▶ [How to complete this task]: Please repeat each line of the data exactly, with nothing left out.

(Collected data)
- Opening Delimiter -

//! Authentication types for JWT and account requests.

use chrono::{DateTime, Utc};
use serde::{Deserialize, Serialize};
use uuid::Uuid;

/// JWT claims for access tokens.
#[derive(Debug, Clone, Serialize, Deserialize)]
pub struct Claims {
    /// Subject (user ID).
    pub sub: Uuid,
    /// Whether the user is library staff.
    pub staff: bool,
    /// Issued at timestamp.
    pub iat: i64,
    /// Expiration timestamp.
    pub exp: i64,
}

impl Claims {
    /// Creates new claims for a user.
    #[must_use]
    pub fn new(user_id: Uuid, is_staff: bool, expires_at: DateTime<Utc>) -> Self {
        Self {
            sub: user_id,
            staff: is_staff,
            iat: Utc::now().timestamp(),
            exp: expires_at.timestamp(),
        }
    }

    /// Returns the user ID from claims.
    #[must_use]
    pub const fn user_id(&self) -> Uuid {
        self.sub
    }

    /// Returns true if the token belongs to a staff member.
    #[must_use]
    pub const fn is_staff(&self) -> bool {
        self.staff
    }
}

/// Login request payload.
#[derive(Debug, Clone, Deserialize)]
pub struct LoginRequest {
    /// Username.
    pub username: String,
    /// Password.
    pub password: String,
}

/// Registration request payload.
#[derive(Debug, Clone, Deserialize)]
pub struct RegisterRequest {
    /// Desired username.
    pub username: String,
    /// Email address.
    pub email: String,
    /// First name.
    pub first_name: String,
    /// Last name.
    pub last_name: String,
    /// Optional phone number stored on the profile.
    #[serde(default)]
    pub phone: Option<String>,
    /// Password.
    pub password: String,
    /// Password confirmation, must equal `password`.
    pub password_confirm: String,
}

/// Profile update payload. Absent fields are left untouched.
#[derive(Debug, Clone, Default, Deserialize)]
pub struct UpdateProfileRequest {
    /// New first name.
    pub first_name: Option<String>,
    /// New last name.
    pub last_name: Option<String>,
    /// New email address.
    pub email: Option<String>,
    /// New phone number.
    pub phone: Option<String>,
    /// New password; blank keeps the current one.
    pub new_password: Option<String>,
    /// Confirmation of `new_password`.
    pub confirm_password: Option<String>,
}

/// Login response payload.
#[derive(Debug, Clone, Serialize)]
pub struct LoginResponse {
    /// Authenticated user info.
    pub user: UserInfo,
    /// Access token.
    pub access_token: String,
    /// Token expiration in seconds.
    pub expires_in: i64,
}

/// User info returned in auth and profile responses.
#[derive(Debug, Clone, Serialize)]
pub struct UserInfo {
    /// User ID.
    pub id: Uuid,
    /// Username.
    pub username: String,
    /// Email.
    pub email: String,
    /// First name.
    pub first_name: String,
    /// Last name.
    pub last_name: String,
    /// Whether the user is staff.
    pub is_staff: bool,
}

- Closing Delimiter -

▶ [Result of this exercise]:
//! Authentication types for JWT and account requests.

use chrono::{DateTime, Utc};
use serde::{Deserialize, Serialize};
use uuid::Uuid;

/// JWT claims for access tokens.
#[derive(Debug, Clone, Serialize, Deserialize)]
pub struct Claims {
    /// Subject (user ID).
    pub sub: Uuid,
    /// Whether the user is library staff.
    pub staff: bool,
    /// Issued at timestamp.
    pub iat: i64,
    /// Expiration timestamp.
    pub exp: i64,
}

impl Claims {
    /// Creates new claims for a user.
    #[must_use]
    pub fn new(user_id: Uuid, is_staff: bool, expires_at: DateTime<Utc>) -> Self {
        Self {
            sub: user_id,
            staff: is_staff,
            iat: Utc::now().timestamp(),
            exp: expires_at.timestamp(),
        }
    }

    /// Returns the user ID from claims.
    #[must_use]
    pub const fn user_id(&self) -> Uuid {
        self.sub
    }

    /// Returns true if the token belongs to a staff member.
    #[must_use]
    pub const fn is_staff(&self) -> bool {
        self.staff
    }
}

/// Login request payload.
#[derive(Debug, Clone, Deserialize)]
pub struct LoginRequest {
    /// Username.
    pub username: String,
    /// Password.
    pub password: String,
}

/// Registration request payload.
#[derive(Debug, Clone, Deserialize)]
pub struct RegisterRequest {
    /// Desired username.
    pub username: String,
    /// Email address.
    pub email: String,
    /// First name.
    pub first_name: String,
    /// Last name.
    pub last_name: String,
    /// Optional phone number stored on the profile.
    #[serde(default)]
    pub phone: Option<String>,
    /// Password.
    pub password: String,
    /// Password confirmation, must equal `password`.
    pub password_confirm: String,
}

/// Profile update payload. Absent fields are left untouched.
#[derive(Debug, Clone, Default, Deserialize)]
pub struct UpdateProfileRequest {
    /// New first name.
    pub first_name: Option<String>,
    /// New last name.
    pub last_name: Option<String>,
    /// New email address.
    pub email: Option<String>,
    /// New phone number.
    pub phone: Option<String>,
    /// New password; blank keeps the current one.
    pub new_password: Option<String>,
    /// Confirmation of `new_password`.
    pub confirm_password: Option<String>,
}

/// Login response payload.
#[derive(Debug, Clone, Serialize)]
pub struct LoginResponse {
    /// Authenticated user info.
    pub user: UserInfo,
    /// Access token.
    pub access_token: String,
    /// Token expiration in seconds.
    pub expires_in: i64,
}

/// User info returned in auth and profile responses.
#[derive(Debug, Clone, Serialize)]
pub struct UserInfo {
    /// User ID.
    pub id: Uuid,
    /// Username.
    pub username: String,
    /// Email.
    pub email: String,
    /// First name.
    pub first_name: String,
    /// Last name.
    pub last_name: String,
    /// Whether the user is staff.
    pub is_staff: bool,
}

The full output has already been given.